LAST DANCE – «Non mi piacciono gli “Yes man”, sembra che sono un boss e un presidente. Io sono me stesso e si discute, non vanno bene le persone che dicono sempre sì e non esprimono le loro opinioni. Il confronto è importante. Ho visto “Last dance” e mi piace perché anche di me hanno che non era facile giocare con me, poi quando è uscito “Last dance” ho capito che è così che si deve avere una mentalità vincente. Non voglio dire di essere Micheal Jordan ma come lui ho la professionalità del vincente. Quando giochi al Milan devi vincere altrimenti chiamano un altro. Quando fai un passaggio giusto per me è normale, è quando sbagli che devi sentirti in difetto. Se a 40 anni sono ancora qua e ho vinto quello che ho vinto c’è un motivo, ed è questo. Quando sei a questo livello o mangi o vieni mangiato e io ho scelto di mangiare».
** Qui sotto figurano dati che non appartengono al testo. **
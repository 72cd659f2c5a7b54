use std::path::PathBuf;

use crate::consts::APP_NAME;

/// Environment variable overriding the store root.
pub const STORE_ENV: &str = "KILN_STORE";

/// Returns the user's home directory
#[cfg(windows)]
pub fn home_dir() -> PathBuf {
  std::env::var("USERPROFILE")
    .map(PathBuf::from)
    .unwrap_or_else(|_| PathBuf::from("."))
}

/// Returns the user's home directory
#[cfg(not(windows))]
pub fn home_dir() -> PathBuf {
  std::env::var("HOME").map(PathBuf::from).unwrap_or_else(|_| PathBuf::from("."))
}

/// Returns the directory for cache files for the application
#[cfg(windows)]
pub fn cache_dir() -> PathBuf {
  std::env::var("LOCALAPPDATA")
    .map(PathBuf::from)
    .unwrap_or_else(|_| home_dir().join("AppData").join("Local"))
    .join(APP_NAME)
    .join("Cache")
}

/// Returns the directory for cache files for the application
#[cfg(not(windows))]
pub fn cache_dir() -> PathBuf {
  let cache_home = std::env::var("XDG_CACHE_HOME")
    .map(PathBuf::from)
    .unwrap_or_else(|_| home_dir().join(".cache"));
  cache_home.join(APP_NAME)
}

/// Returns the store root holding results, logs, environment handles and build outputs.
///
/// `KILN_STORE` takes precedence over the platform cache directory.
pub fn store_dir() -> PathBuf {
  if let Ok(path) = std::env::var(STORE_ENV)
    && !path.is_empty()
  {
    return PathBuf::from(path);
  }
  cache_dir().join("store")
}

#[cfg(test)]
#[cfg(not(windows))]
mod tests {
  use super::*;
  use serial_test::serial;

  #[test]
  #[serial]
  fn store_env_var_takes_precedence() {
    temp_env::with_vars(
      [("KILN_STORE", Some("/custom/store")), ("XDG_CACHE_HOME", Some("/xdg"))],
      || {
        assert_eq!(store_dir(), PathBuf::from("/custom/store"));
      },
    );
  }

  #[test]
  #[serial]
  fn store_defaults_under_xdg_cache() {
    temp_env::with_vars(
      [("KILN_STORE", None::<&str>), ("XDG_CACHE_HOME", Some("/xdg"))],
      || {
        assert_eq!(store_dir(), PathBuf::from("/xdg").join(APP_NAME).join("store"));
      },
    );
  }

  #[test]
  #[serial]
  fn xdg_fallback_to_home_directory() {
    temp_env::with_vars(
      [
        ("KILN_STORE", None::<&str>),
        ("XDG_CACHE_HOME", None::<&str>),
        ("HOME", Some("/home/user")),
      ],
      || {
        assert_eq!(cache_dir(), PathBuf::from("/home/user/.cache").join(APP_NAME));
      },
    );
  }
}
L’ESPERIENZA IN AMERICA – «Cosa fare quando smetto? Ho due figli, due vite in un’altra vita. Anche a loro metto pressione e disciplina perché devono capire come funzionano le cose. Fare l’allenatore? Non penso, deve essere molto stressante soprattutto quando sei stato un calciatore di alto livello. Finché reggerò fisicamente ce la faccio, se Totti fosse stato bene fisicamente avrebbe continuato perché a quest’età la qualità non manca ma devi farcela atleticamente e fisicamente. Alcuni giocatori non accettano di chiudere per troppo ego, io sono realistico. Prima di andare in America dopo l’infortunio ho detto a Mourinho “Non mi convocare più, non sarò più quello di prima. Sono andato in America per ricominciare da zero e lì mi sono sentito di nuovo vivo e volevo provare a tornare in Europa».
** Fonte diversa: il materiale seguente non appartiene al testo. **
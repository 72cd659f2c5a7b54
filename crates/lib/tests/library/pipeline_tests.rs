use std::collections::BTreeMap;
use std::fs;
use std::path::Path;
use std::sync::Arc;
use std::time::Duration;

use tempfile::TempDir;

use kiln_lib::cache::ResultCache;
use kiln_lib::env::Environment;
use kiln_lib::eval::evaluate;
use kiln_lib::execute::{CancelToken, ExecuteConfig, execute};
use kiln_lib::graph::TargetKind;
use kiln_lib::package::PackageRef;
use kiln_lib::project::{Declarations, ProjectMeta, mk_project};
use kiln_lib::report::{Report, RunStatus, TargetStatus};
use kiln_lib::store::{
  ArtifactStore, LocalStore, MaterializedEnv, ResolvedClosure, ResolvedPackage, StoreError,
};

/// Resolves like a local store but refuses to realize closures carrying `broken`.
struct FlakyStore(LocalStore);

impl ArtifactStore for FlakyStore {
  fn resolve(&self, package: &PackageRef) -> Result<ResolvedPackage, StoreError> {
    self.0.resolve(package)
  }

  fn realize(&self, closure: &ResolvedClosure, dest: &Path) -> Result<MaterializedEnv, StoreError> {
    if closure.packages.contains_key("broken") {
      return Err(StoreError::Io {
        path: dest.to_path_buf(),
        source: std::io::Error::other("mirror unreachable"),
      });
    }
    self.0.realize(closure, dest)
  }
}

fn config() -> ExecuteConfig {
  ExecuteConfig {
    parallelism: 4,
    shell: None,
    timeout: None,
    grace_period: Duration::from_secs(1),
  }
}

async fn run(decls: &Declarations, store: Arc<dyn ArtifactStore>, base: &Path, cache: &ResultCache) -> Report {
  let graph = evaluate(decls, store.as_ref(), base)
    .unwrap()
    .select(&[], |t| t.kind == TargetKind::Check)
    .unwrap();
  let results = execute(&graph, store, cache, &config(), &CancelToken::new()).await.unwrap();
  Report::new(&graph, &results)
}

#[tokio::test]
async fn environment_failure_skips_its_checks_only() {
  let dir = TempDir::new().unwrap();
  fs::create_dir_all(dir.path().join("app")).unwrap();
  fs::write(dir.path().join("app/main.txt"), "x").unwrap();
  fs::create_dir_all(dir.path().join("tools/broken")).unwrap();
  let cache = ResultCache::open(dir.path().join("store")).unwrap();

  let local = LocalStore::new().with_package("broken", dir.path().join("tools/broken"));
  let broken_env = Environment::empty().with_dev_tools([PackageRef::registry("broken")]);
  let project = mk_project(ProjectMeta::new("app", "app"), BTreeMap::new())
    .with_environment("broken", broken_env)
    .add_check("plain", "exit 0")
    .unwrap()
    .add_check_in("broken", "needs-tool", "exit 0")
    .unwrap();
  let decls = Declarations::new().project("app", project);

  let report = run(&decls, Arc::new(FlakyStore(local)), dir.path(), &cache).await;
  assert_eq!(report.status, RunStatus::Failed);
  assert!(matches!(
    report.targets.iter().find(|t| t.target == "app.needs-tool").unwrap().status,
    TargetStatus::Skipped { .. }
  ));
  assert_eq!(
    report.targets.iter().find(|t| t.target == "app.plain").unwrap().status,
    TargetStatus::Passed
  );

  let json = serde_json::to_string(&report).unwrap();
  assert!(json.contains("mirror unreachable"), "{json}");
  assert_eq!(report.errors.len(), 1);
}

#[tokio::test]
async fn second_run_is_fully_cached_with_same_statuses() {
  let dir = TempDir::new().unwrap();
  fs::create_dir_all(dir.path().join("app")).unwrap();
  fs::write(dir.path().join("app/main.txt"), "x").unwrap();
  let cache = ResultCache::open(dir.path().join("store")).unwrap();

  let project = mk_project(ProjectMeta::new("app", "app"), BTreeMap::new())
    .add_check("a", "echo a")
    .unwrap()
    .add_check("b", "echo b")
    .unwrap();
  let decls = Declarations::new().project("app", project);
  let store: Arc<dyn ArtifactStore> = Arc::new(LocalStore::new());

  let first = run(&decls, store.clone(), dir.path(), &cache).await;
  let second = run(&decls, store, dir.path(), &cache).await;

  assert!(first.is_success() && second.is_success());
  assert_eq!(first.counts.passed, 2);
  assert_eq!(second.counts.cached, 2);
  for (a, b) in first.targets.iter().zip(&second.targets) {
    assert_eq!(a.node, b.node);
    assert_eq!(a.log, b.log);
  }
}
LA CONFERMA DI PIOLI – «Quando Pioli alla fine della scorsa stagione mi ha detto “Che vuoi fare?” io ho risposto “Basta, non continuo”. Pensavo che non avrei retto un altro anno come questi sei mesi. Pioli quel giorno mi disse “Ok ti rispetto” ma l’indomani mi ha richiamato e mi ha detto “Ieri te l’ho data vinta troppo facilmente, devi restare perché con te qui cambiamo tutto” e così sono rimasto. La sfida è bella e non voglio avere rimpianti e perciò ho detto a Mino di voler restare qui e di chiudere il rinnovo con il Milan. Il contratto non era importante». 
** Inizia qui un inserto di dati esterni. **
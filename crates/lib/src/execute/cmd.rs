//! Running one command in an isolated environment.
//!
//! The process starts from an empty environment:
//! - `PATH` is the materialized environment's entries, or a sentinel that
//!   resolves nothing when the environment has no tools
//! - `HOME=/homeless-shelter`
//! - `TMPDIR`, `TMP`, `TEMP`, `TEMPDIR` point at a private directory
//! - `LANG=C`, `LC_ALL=C`, `SOURCE_DATE_EPOCH=315532800`
//! - `out` is set for builds
//!
//! and then receives the environment's own variables, which may override any
//! of the above. Stdout and stderr go to the same log file.

use std::ffi::OsString;
use std::fs::File;
use std::io::Write;
use std::path::Path;
use std::process::Stdio;
use std::time::Duration;

use tokio::process::{Child, Command};
use tracing::{debug, warn};

use super::cancel::CancelToken;
use crate::consts::{EMPTY_PATH_SENTINEL, SOURCE_DATE_EPOCH};
use crate::store::MaterializedEnv;

/// Inputs for [`run_command`].
#[derive(Debug, Clone, Copy)]
pub struct CommandSpec<'a> {
  pub command: &'a str,
  pub working_dir: &'a Path,
  pub env: &'a MaterializedEnv,
  pub tmp_dir: &'a Path,
  pub out_dir: Option<&'a Path>,
  pub shell: Option<&'a str>,
}

#[derive(Debug, Clone, Copy, PartialEq, Eq)]
pub enum CommandOutcome {
  /// The process exited; `None` when it was killed by a signal.
  Exited(Option<i32>),
  /// Cancellation arrived and the grace period ran out.
  Cancelled,
}

/// Join `entries` into a `PATH` value, or the sentinel when empty.
fn path_value(entries: &[std::path::PathBuf]) -> OsString {
  if entries.is_empty() {
    return OsString::from(EMPTY_PATH_SENTINEL);
  }
  std::env::join_paths(entries).unwrap_or_else(|_| OsString::from(EMPTY_PATH_SENTINEL))
}

/// Build the isolated command without spawning it.
fn isolated_command(spec: &CommandSpec<'_>) -> Command {
  let (shell, shell_args) = get_shell(spec.shell);

  let mut command = Command::new(&shell);
  command
    .args(&shell_args)
    .arg(spec.command)
    .current_dir(spec.working_dir)
    .env_clear()
    .env("PATH", path_value(&spec.env.path_entries))
    .env("HOME", "/homeless-shelter")
    .env("TMPDIR", spec.tmp_dir)
    .env("TMP", spec.tmp_dir)
    .env("TEMP", spec.tmp_dir)
    .env("TEMPDIR", spec.tmp_dir)
    .env("LANG", "C")
    .env("LC_ALL", "C")
    .env("SOURCE_DATE_EPOCH", SOURCE_DATE_EPOCH)
    .stdin(Stdio::null())
    .kill_on_drop(true);

  // powershell.exe cannot start without SystemRoot
  #[cfg(windows)]
  if let Some(root) = std::env::var_os("SystemRoot") {
    command.env("SystemRoot", root);
  }

  // Own process group, so cancellation reaches grandchildren too.
  #[cfg(unix)]
  command.process_group(0);

  if let Some(out) = spec.out_dir {
    command.env("out", out);
  }
  for (key, value) in &spec.env.variables {
    command.env(key, value);
  }
  command
}

/// Run `spec.command`, writing combined output to `log`.
///
/// Once `cancel` fires the process has `grace` to exit on its own; after
/// that it is killed and the result is [`CommandOutcome::Cancelled`].
pub async fn run_command(
  spec: &CommandSpec<'_>,
  mut log: File,
  cancel: &CancelToken,
  grace: Duration,
) -> std::io::Result<CommandOutcome> {
  writeln!(log, "$ {}", spec.command)?;
  log.flush()?;

  let stdout = log.try_clone()?;
  let mut command = isolated_command(spec);
  command.stdout(Stdio::from(stdout)).stderr(Stdio::from(log));

  debug!(cmd = %spec.command, working_dir = ?spec.working_dir, "spawning process");
  let mut child = command.spawn()?;

  let status = tokio::select! {
    status = child.wait() => status?,
    _ = cancel.cancelled() => {
      match tokio::time::timeout(grace, child.wait()).await {
        Ok(status) => status?,
        Err(_) => {
          warn!(cmd = %spec.command, "grace period expired, killing process");
          kill_tree(&mut child).await;
          return Ok(CommandOutcome::Cancelled);
        }
      }
    }
  };

  Ok(CommandOutcome::Exited(status.code()))
}

async fn kill_tree(child: &mut Child) {
  #[cfg(unix)]
  if let Some(pid) = child.id().and_then(|id| rustix::process::Pid::from_raw(id as i32)) {
    let _ = rustix::process::kill_process_group(pid, rustix::process::Signal::KILL);
  }
  if let Err(e) = child.kill().await {
    debug!(error = %e, "process already gone");
  }
}

/// Shell command and arguments for the current platform.
///
/// The default is `/bin/sh` (Unix) or PowerShell (Windows), never the
/// user's login shell, whose profile could add to `PATH`.
pub(crate) fn get_shell(override_shell: Option<&str>) -> (String, Vec<String>) {
  if let Some(shell) = override_shell {
    let args = if shell.contains("powershell") || shell.contains("pwsh") {
      vec![
        "-NoProfile".to_string(),
        "-ExecutionPolicy".to_string(),
        "Bypass".to_string(),
        "-Command".to_string(),
      ]
    } else if shell.contains("cmd") {
      vec!["/C".to_string()]
    } else {
      vec!["-c".to_string()]
    };
    return (shell.to_string(), args);
  }

  #[cfg(unix)]
  {
    ("/bin/sh".to_string(), vec!["-c".to_string()])
  }

  #[cfg(windows)]
  {
    (
      "powershell.exe".to_string(),
      vec![
        "-NoProfile".to_string(),
        "-ExecutionPolicy".to_string(),
        "Bypass".to_string(),
        "-Command".to_string(),
      ],
    )
  }
}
MILANO E IL FUTURO – «Quando ero allo United ho pensato di smettere perché ero al Top. Pensai di entrare in un nuovo capitolo della vita con la mia famiglia. Questo lo pensai prima dell’infortunio, poi mi sono detto che avrei dovuto continuare perché senza il calcio io chi sono. Sono pronto a ritirarmi? No perché sto bene. Se ci vediamo il prossimo anno? Qui o da un’altra parte, se non dovessi portare i risultati non resterei. Mi manca la famiglia, questa è la prima volta che vado in un club senza portare anche loro con me. L’obiettivo sportivo però mi fa sentire meno la mancanza. Questo periodo con il Covid è stato complicato, Milano è ancora meglio di 10 anni fa ma poi il Covid ha reso tutto più difficile. Non ero mai stato al Duomo in otto anni? L’importante era che il Duomo vedesse me e non io il Duomo».